In this issue, we hope you’ll find writing that, at the very least, won’t bore you. Iman Mohamed tells us why Italian language classes in Somalia are not as innocuous as they sound, digging into the nostalgia for — and ongoing legacy of — the country’s colonial era. Zain Khalid reviews Salman Rushdie’s new novel, as well as mainstream reactions to his persecution over the years. In light of the laudatory reception of Rishi Sunak and calls to repatriate the Koh-i-noor diamond in the lead-up to this year’s coronation, Pranay Somayajula traces the transformation of anticolonialism from a radical political project into an empty aesthetic. Mitch Therieau asks what happens when cult favorite Adam Curtis turns off his famous narration. Looking at the history of insurrection in Korea and elsewhere, Nancy Ko points out what’s overlooked in contemporary assessments of capitalism and right-wing populism. Jameson Rich examines the sinister side of wearables and medical tech, and Max Norman wonders if we’ve projected contemporary ideas about diversity and body positivity onto the work of Diane Arbus.
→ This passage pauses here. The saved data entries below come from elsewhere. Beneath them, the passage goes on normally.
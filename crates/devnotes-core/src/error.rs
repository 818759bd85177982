//! Domain errors
//!
//! Storage failures live in `storage::error` and never reach callers of the
//! repository; these are the errors a user can actually see.

use thiserror::Error;

/// A draft is missing a required field
#[derive(Error, Debug, Clone, PartialEq, Eq)]
pub enum ValidationError {
    #[error("Title is required")]
    MissingTitle,

    #[error("Code is required")]
    MissingCode,
}

/// Errors from repository operations
#[derive(Error, Debug)]
pub enum RepositoryError {
    #[error("Invalid snippet: {0}")]
    Validation(#[from] ValidationError),

    #[error("Snippet not found: {id}")]
    NotFound { id: String },

    #[error("Ambiguous id '{prefix}' matches {} snippets", candidates.len())]
    Ambiguous {
        prefix: String,
        candidates: Vec<String>,
    },
}

/// Errors from import/export
#[derive(Error, Debug)]
pub enum CodecError {
    /// The document is not a JSON array of records
    #[error("Invalid file format: {0}")]
    Format(String),

    /// A record failed validation; nothing from the document is admitted
    #[error("Invalid snippet at index {index}: {reason}")]
    Validation { index: usize, reason: String },

    #[error("Failed to serialize snippets: {0}")]
    Serialize(#[from] serde_json::Error),
}

impl CodecError {
    pub(crate) fn invalid(index: usize, reason: impl Into<String>) -> Self {
        CodecError::Validation {
            index,
            reason: reason.into(),
        }
    }
}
Our fiction, by Silas Jones, Clare Needham, and Magogodi oaMphela Makhene, will take you to a New England island in the off-season, Edinburgh during the Fringe Festival, and South Africa under apartheid. The poets in this issue — Joanna Klink, Rigel Portales, Timothy Donnelly, Gospel Chinedu, and Jessica Laser — have curated a selection of rare items, including ice-dust, truffles, gold-leaf wings, isotopes, and mango Jamba Juice.
To cut through the bad-faith debates about “identity politics,” we interviewed Barbara Smith, who helped popularize the phrase as a founder of the black feminist Combahee River Collective. In our Dispatches section, we asked tech workers, critics, and other observers to weigh in on the state of the industry, taking stock of everything from union campaigns to megalomaniac CEOs. At the back of the issue, you’ll find Mentions on Laila Gohar’s shellfish topiaries, Glenn Gould’s humming habit, and other oddities. This is the ninth issue of The Drift, and we hope to continue surprising, delighting, and challenging you into the double digits.